During his campaign, President Trump promised to prioritize Christian refugees facing persecution, even implying that the Obama administration was actively disfavoring Christians. Many Christian refugee communities in the United States supported him based on this promise. One of his very first executive orders promised to prioritize Christian refugees. Despite these statements, however, President Trump has failed to deliver: his administration has accepted far fewer Christian refugees than in prior years.
According to figures from the U.S. Department of State, the United States accepted 3,671 Christian refugees per month from October 2015 to December 2016. President Trump assumed office on January 20, 2017 and issued his refugee executive order on January 27. The country accepted 1,280 Christian refugees per month from February to September 2017. In other words, the Obama administration was taking in almost three times as many refugees as the Trump administration has.

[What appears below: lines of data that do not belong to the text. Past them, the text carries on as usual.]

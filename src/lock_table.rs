//! Per-destination exclusivity locks
//!
//! One async mutex per destination path. The table's own mutex only guards
//! slot insert/lookup and is never held across an await. Slots are never
//! removed: the number of destinations is bounded by the registry.
//!
//! With a lock directory configured, a holder also takes an exclusive
//! `flock` on a per-destination file, so separate `arkd` processes (one per
//! sshd forced command) exclude each other as well.

use parking_lot::Mutex;
use sha2::{Digest, Sha256};
use std::collections::HashMap;
use std::fs::{self, File};
use std::io;
use std::path::{Path, PathBuf};
use std::sync::atomic::{AtomicUsize, Ordering};
use std::sync::Arc;
use std::time::{Duration, Instant};
use tokio::sync::{Mutex as AsyncMutex, OwnedMutexGuard};

use crate::error::{ArkError, ArkResult};

// Retry interval while another process holds the destination file lock
const SHARED_LOCK_POLL: Duration = Duration::from_millis(50);

/// What to do when a destination is already being written.
#[derive(Debug, Clone, Copy, PartialEq, Eq, Default)]
pub enum Backpressure {
    /// Fail immediately with `Busy`.
    #[default]
    Reject,
    /// Wait (bounded) behind at most `depth` other waiters.
    Queue { depth: usize },
}

struct Slot {
    lock: Arc<AsyncMutex<()>>,
    waiting: AtomicUsize,
}

/// Exclusive `flock` on a lock file. Closing the file releases it.
struct FileLock {
    _file: File,
}

impl FileLock {
    /// `Ok(None)` when another open file description holds the lock.
    #[cfg(unix)]
    fn try_acquire(path: &Path) -> io::Result<Option<FileLock>> {
        use std::os::unix::io::AsRawFd;

        let file = fs::OpenOptions::new()
            .create(true)
            .truncate(false)
            .write(true)
            .open(path)?;
        // SAFETY: the descriptor stays owned by `file` for the whole call
        let rc = unsafe { libc::flock(file.as_raw_fd(), libc::LOCK_EX | libc::LOCK_NB) };
        if rc == 0 {
            return Ok(Some(FileLock { _file: file }));
        }
        let err = io::Error::last_os_error();
        if err.raw_os_error() == Some(libc::EWOULDBLOCK) {
            Ok(None)
        } else {
            Err(err)
        }
    }

    #[cfg(not(unix))]
    fn try_acquire(path: &Path) -> io::Result<Option<FileLock>> {
        let file = fs::OpenOptions::new()
            .create(true)
            .truncate(false)
            .write(true)
            .open(path)?;
        Ok(Some(FileLock { _file: file }))
    }
}

/// Proof that the caller owns a destination. Dropping it releases the lock.
pub struct ClientLock {
    destination: PathBuf,
    _file: Option<FileLock>,
    _guard: OwnedMutexGuard<()>,
}

impl ClientLock {
    pub fn destination(&self) -> &Path {
        &self.destination
    }
}

impl std::fmt::Debug for ClientLock {
    fn fmt(&self, f: &mut std::fmt::Formatter<'_>) -> std::fmt::Result {
        f.debug_struct("ClientLock")
            .field("destination", &self.destination)
            .finish()
    }
}

struct WaitTicket(Arc<Slot>);

impl Drop for WaitTicket {
    fn drop(&mut self) {
        self.0.waiting.fetch_sub(1, Ordering::SeqCst);
    }
}

pub struct LockTable {
    slots: Mutex<HashMap<PathBuf, Arc<Slot>>>,
    policy: Backpressure,
    lock_wait: Duration,
    lock_dir: Option<PathBuf>,
}

impl LockTable {
    pub fn new(policy: Backpressure, lock_wait: Duration) -> Self {
        Self {
            slots: Mutex::new(HashMap::new()),
            policy,
            lock_wait,
            lock_dir: None,
        }
    }

    /// Also hold a file lock under `dir` for every destination. The
    /// directory is created on first use.
    pub fn with_lock_dir(mut self, dir: impl Into<PathBuf>) -> Self {
        self.lock_dir = Some(dir.into());
        self
    }

    fn slot(&self, destination: &Path) -> Arc<Slot> {
        self.slots
            .lock()
            .entry(destination.to_path_buf())
            .or_insert_with(|| {
                Arc::new(Slot {
                    lock: Arc::new(AsyncMutex::new(())),
                    waiting: AtomicUsize::new(0),
                })
            })
            .clone()
    }

    pub async fn acquire(&self, destination: &Path) -> ArkResult<ClientLock> {
        let started = Instant::now();
        let guard = self.acquire_local(destination).await?;
        let file = match &self.lock_dir {
            Some(dir) => Some(self.acquire_shared(dir, destination, started).await?),
            None => None,
        };
        Ok(ClientLock {
            destination: destination.to_path_buf(),
            _file: file,
            _guard: guard,
        })
    }

    async fn acquire_local(&self, destination: &Path) -> ArkResult<OwnedMutexGuard<()>> {
        let slot = self.slot(destination);
        if let Ok(guard) = slot.lock.clone().try_lock_owned() {
            return Ok(guard);
        }

        match self.policy {
            Backpressure::Reject => Err(ArkError::Busy(destination.display().to_string())),
            Backpressure::Queue { depth } => {
                let ahead = slot.waiting.fetch_add(1, Ordering::SeqCst);
                let _ticket = WaitTicket(slot.clone());
                if ahead >= depth {
                    return Err(ArkError::Busy(format!(
                        "{} (queue full at {})",
                        destination.display(),
                        depth
                    )));
                }
                tokio::time::timeout(self.lock_wait, slot.lock.clone().lock_owned())
                    .await
                    .map_err(|_| self.wait_expired(destination))
            }
        }
    }

    /// Take the cross-process file lock. Queue mode polls until the wait
    /// budget started at `started` runs out.
    async fn acquire_shared(&self, dir: &Path, destination: &Path, started: Instant) -> ArkResult<FileLock> {
        let path = lock_file(dir, destination);
        loop {
            let attempt = fs::create_dir_all(dir).and_then(|_| FileLock::try_acquire(&path));
            match attempt {
                Ok(Some(lock)) => return Ok(lock),
                Ok(None) => {}
                Err(e) => {
                    return Err(ArkError::StorageFailure(format!("lock file {}: {}", path.display(), e)));
                }
            }
            match self.policy {
                Backpressure::Reject => {
                    return Err(ArkError::Busy(format!(
                        "{} (held by another process)",
                        destination.display()
                    )));
                }
                Backpressure::Queue { .. } => {
                    if started.elapsed() >= self.lock_wait {
                        return Err(self.wait_expired(destination));
                    }
                    tokio::time::sleep(SHARED_LOCK_POLL).await;
                }
            }
        }
    }

    fn wait_expired(&self, destination: &Path) -> ArkError {
        ArkError::Timeout(format!(
            "waited {:?} for lock on {}",
            self.lock_wait,
            destination.display()
        ))
    }

    /// Whether some transfer in this process currently holds `destination`.
    pub fn is_held(&self, destination: &Path) -> bool {
        let slot = self.slots.lock().get(destination).cloned();
        match slot {
            Some(slot) => slot.lock.try_lock().is_err(),
            None => false,
        }
    }
}

/// Lock file for `destination`: named by a digest so any path maps to one
/// flat file name.
fn lock_file(dir: &Path, destination: &Path) -> PathBuf {
    let digest = Sha256::digest(destination.to_string_lossy().as_bytes());
    let hex: String = digest.iter().map(|b| format!("{:02x}", b)).collect();
    dir.join(format!("{}.lock", hex))
}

Monthly Christian Refugee Admissions, Monthly Average of 2016 and Each Month of 2017
Sources: U.S. Department of State (through December 15, 2017)
Over the last decade, the United States has averaged roughly twice as many Christian refugees per month as it is now accepting under the Trump administration. In other words, rather than rescuing more Christian refugees than prior presidents President Trump has halved their numbers. The numbers so far for Fiscal Year 2018, which started in October, are now below 1,000.

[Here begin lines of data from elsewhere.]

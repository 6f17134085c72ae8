//! Transport boundary: who is pushing and what they asked for
//!
//! A [`Session`] can only be built by a transport module, from an identity
//! the transport authenticated. Whatever the remote party asked to run is
//! carried as an opaque string and only ever interpreted by the dispatcher.

use std::fmt;

/// An identity established by the transport (TLS client certificate or
/// sshd forced command). Not constructible outside this crate.
#[derive(Debug, Clone, PartialEq, Eq)]
pub struct VerifiedIdentity(String);

impl VerifiedIdentity {
    pub(crate) fn new(identity: impl Into<String>) -> Self {
        Self(identity.into())
    }

    pub fn as_str(&self) -> &str {
        &self.0
    }
}

impl fmt::Display for VerifiedIdentity {
    fn fmt(&self, f: &mut fmt::Formatter<'_>) -> fmt::Result {
        f.write_str(&self.0)
    }
}

/// Which transport produced the session.
#[derive(Debug, Clone, Copy, PartialEq, Eq)]
pub enum TransportKind {
    Tls,
    SshForcedCommand,
}

impl TransportKind {
    pub fn as_str(self) -> &'static str {
        match self {
            TransportKind::Tls => "tls",
            TransportKind::SshForcedCommand => "ssh",
        }
    }
}

/// One inbound connection, as seen by the dispatcher.
#[derive(Debug, Clone)]
pub struct Session {
    id: String,
    identity: VerifiedIdentity,
    requested: String,
    transport: TransportKind,
    peer: Option<String>,
}

impl Session {
    pub(crate) fn from_transport(
        identity: VerifiedIdentity,
        requested: impl Into<String>,
        transport: TransportKind,
        peer: Option<String>,
    ) -> Self {
        Self {
            id: uuid::Uuid::new_v4().simple().to_string(),
            identity,
            requested: requested.into(),
            transport,
            peer,
        }
    }

    pub fn id(&self) -> &str {
        &self.id
    }

    pub fn identity(&self) -> &VerifiedIdentity {
        &self.identity
    }

    /// Raw operation string supplied by the remote party. Untrusted.
    pub fn requested(&self) -> &str {
        &self.requested
    }

    pub fn transport(&self) -> TransportKind {
        self.transport
    }

    pub fn peer(&self) -> Option<&str> {
        self.peer.as_deref()
    }
}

Monthly Christian Refugee Admissions, FY 2007 to FY 2018
Source: U.S. Department of State *2016 carries through January 2017
President Trump’s “prioritization” of Christian refugees parallels his prioritization of skilled immigrants in his chosen vehicle for legal immigration reform—the RAISE Act. RAISE simply ends most family-based categories without increasing the number of visas for skilled immigrants, so skilled immigrants are “prioritized” over others, but not in any way that actually eases immigration for them.
In this case, the so-called prioritization has increased the share of Christian refugees from a monthly average of 45 percent from October 2015 to January 2017 to 64 percent in November 2017, while dropping the absolute number. As I wrote last week, the share has increased at the expense of Muslim refugees whose numbers have dropped a staggering 94 percent over the course of this year.

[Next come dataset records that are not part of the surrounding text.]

use anyhow::Result;
use std::io::Write;
use std::path::{Path, PathBuf};
use std::sync::Arc;

use ark::audit::{AuditSink, Decision, MemorySink};
use ark::config::ArkConfig;
use ark::net_async::{client, server, RemoteError};
use ark::tar_stream::TarConfig;
use ark::tls::{self, AuthorizedClients};
use ark::ErrorClass;

fn write_file(path: &Path, size: usize) -> Result<()> {
    if let Some(parent) = path.parent() {
        std::fs::create_dir_all(parent)?;
    }
    let mut f = std::fs::File::create(path)?;
    let mut buf = vec![0u8; 1024 * 64];
    let mut remaining = size;
    let mut val: u8 = 0;
    while remaining > 0 {
        for b in buf.iter_mut() {
            *b = val;
            val = val.wrapping_add(1);
        }
        let n = remaining.min(buf.len());
        f.write_all(&buf[..n])?;
        remaining -= n;
    }
    Ok(())
}

struct Server {
    _dir: tempfile::TempDir,
    root: PathBuf,
    sink: Arc<MemorySink>,
    port: u16,
    task: tokio::task::JoinHandle<()>,
}

/// Start arkd on an ephemeral port. `authorized` lines map client
/// certificate fingerprints to identities.
async fn start_server(authorized: &str) -> Result<Server> {
    let dir = tempfile::tempdir()?;
    let root = dir.path().join("archive");
    std::fs::create_dir(&root)?;
    let manifest = dir.path().join("clients.toml");
    std::fs::write(
        &manifest,
        "[[client]]\nidentity = \"dobby\"\ndestination = \"hosts/dobby\"\n\n\
         [[client]]\nidentity = \"hokey\"\ndestination = \"hosts/hokey\"\nenabled = false\n",
    )?;
    let auth_path = dir.path().join("authorized_clients");
    std::fs::write(&auth_path, authorized)?;

    let cfg = ArkConfig::default().with_archive_root(&root).with_manifest(&manifest);
    let sink = Arc::new(MemorySink::default());
    let dispatcher = cfg.build_dispatcher(sink.clone() as Arc<dyn AuditSink>)?;
    let tls_config = tls::load_or_generate_server_config(
        &dir.path().join("server-cert.pem"),
        &dir.path().join("server-key.pem"),
    )?;
    let ctx = Arc::new(server::ServerContext::new(
        dispatcher,
        AuthorizedClients::load(&auth_path)?,
        Some(auth_path),
        cfg.stream_limits(),
        TarConfig::default(),
    ));

    let listener = tokio::net::TcpListener::bind("127.0.0.1:0").await?;
    let port = listener.local_addr()?.port();
    let task = tokio::spawn(async move {
        let _ = server::serve_listener(listener, ctx, tls_config).await;
    });
    Ok(Server {
        root: root.canonicalize()?,
        _dir: dir,
        sink,
        port,
        task,
    })
}

/// Generate a client identity; returns (cert, key, fingerprint).
fn client_identity(dir: &Path, name: &str) -> Result<(PathBuf, PathBuf, String)> {
    let cert = dir.join(format!("{}-cert.pem", name));
    let key = dir.join(format!("{}-key.pem", name));
    tls::generate_if_missing(&cert, &key, name)?;
    let fp = tls::fingerprint_file(&cert)?;
    Ok((cert, key, fp))
}

#[tokio::test(flavor = "multi_thread", worker_threads = 2)]
async fn tls_push_lands_in_registry_destination() -> Result<()> {
    let cli = tempfile::tempdir()?;
    let (cert, key, fp) = client_identity(cli.path(), "dobby")?;
    let srv = start_server(&format!("# fleet\n{}=dobby\n", fp)).await?;

    let etc = cli.path().join("etc");
    write_file(&etc.join("a.txt"), 8 * 1024)?;
    write_file(&etc.join("dir1/b.bin"), 256 * 1024)?;
    write_file(&etc.join("dir1/dir2/c.dat"), 1_100_000)?; // crosses a 1 MiB chunk

    let known = cli.path().join("known_hosts");
    let config = tls::build_client_config("127.0.0.1", srv.port, &cert, &key, &known)?;
    let outcome = client::push("127.0.0.1", srv.port, &[etc], config, &TarConfig::default()).await?;
    assert_eq!(outcome.files, 3);
    assert_eq!(outcome.bytes, 8 * 1024 + 256 * 1024 + 1_100_000);

    let dest = srv.root.join("hosts/dobby/etc");
    assert_eq!(std::fs::metadata(dest.join("a.txt"))?.len(), 8 * 1024);
    assert!(dest.join("dir1/b.bin").exists());
    assert_eq!(std::fs::metadata(dest.join("dir1/dir2/c.dat"))?.len(), 1_100_000);
    // The server was pinned on first use
    assert!(std::fs::read_to_string(&known)?.contains(&format!("127.0.0.1:{}=sha256:", srv.port)));

    let records = srv.sink.records();
    assert_eq!(records.len(), 1);
    assert_eq!(records[0].decision, Decision::Accepted);

    srv.task.abort();
    Ok(())
}

#[tokio::test(flavor = "multi_thread", worker_threads = 2)]
async fn tls_unmapped_certificate_is_rejected() -> Result<()> {
    let cli = tempfile::tempdir()?;
    let (cert, key, fp) = client_identity(cli.path(), "stranger")?;
    let srv = start_server("").await?;

    let src = cli.path().join("etc");
    write_file(&src.join("hosts"), 100)?;
    let config = tls::build_client_config("127.0.0.1", srv.port, &cert, &key, &cli.path().join("known_hosts"))?;
    let err = client::push("127.0.0.1", srv.port, &[src], config, &TarConfig::default())
        .await
        .unwrap_err();
    let remote = err.downcast_ref::<RemoteError>().expect("server answered with ERROR");
    assert_eq!(remote.class, ErrorClass::Rejected);
    assert_eq!(remote.message, "push rejected");

    assert!(!srv.root.join("hosts").exists());
    let records = srv.sink.records();
    assert_eq!(records.len(), 1);
    assert_eq!(records[0].identity, fp);
    assert_eq!(records[0].decision, Decision::Rejected);

    srv.task.abort();
    Ok(())
}

#[tokio::test(flavor = "multi_thread", worker_threads = 2)]
async fn tls_disabled_client_gets_same_answer_as_unknown() -> Result<()> {
    let cli = tempfile::tempdir()?;
    let (cert, key, fp) = client_identity(cli.path(), "hokey")?;
    let srv = start_server(&format!("{}=hokey\n", fp)).await?;

    let src = cli.path().join("etc");
    write_file(&src.join("hosts"), 100)?;
    let config = tls::build_client_config("127.0.0.1", srv.port, &cert, &key, &cli.path().join("known_hosts"))?;
    let err = client::push("127.0.0.1", srv.port, &[src], config, &TarConfig::default())
        .await
        .unwrap_err();
    let remote = err.downcast_ref::<RemoteError>().expect("server answered with ERROR");
    assert_eq!(remote.class, ErrorClass::Rejected);
    assert_eq!(remote.message, "push rejected");
    assert!(!srv.root.join("hosts").exists());

    srv.task.abort();
    Ok(())
}

#[tokio::test(flavor = "multi_thread", worker_threads = 2)]
async fn tls_changed_server_certificate_is_refused() -> Result<()> {
    let cli = tempfile::tempdir()?;
    let (cert, key, fp) = client_identity(cli.path(), "dobby")?;
    let srv = start_server(&format!("{}=dobby\n", fp)).await?;

    let src = cli.path().join("etc");
    write_file(&src.join("hosts"), 100)?;
    let known = cli.path().join("known_hosts");
    std::fs::write(
        &known,
        format!("127.0.0.1:{}=sha256:{}\n", srv.port, "0".repeat(64)),
    )?;
    let config = tls::build_client_config("127.0.0.1", srv.port, &cert, &key, &known)?;
    assert!(client::push("127.0.0.1", srv.port, &[src], config, &TarConfig::default())
        .await
        .is_err());
    assert!(srv.sink.records().is_empty());

    srv.task.abort();
    Ok(())
}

President Trump is no longer a proponent of Christian refugee resettlement. I have previously detailed the administration’s efforts to deport Iraqi Christians, many of whom have lived in the United States for decades. A federal district court has temporarily paused their removals, accusing the Trump administration of impeding the refugees’ efforts to challenge their removals in courts and stating that they are “confronting a grisly fate . . . if deported to Iraq.”
The problem is that the administration’s views on all immigrants too easily extend to Christians for its policies to leave them unscathed. Foreign Christians could still “steal” jobs from Americans. They could end up using welfare. They could commit crimes in the United States. Ultimately, these objections to immigration generally generate the results that are clear to all: fewer immigrants of all types.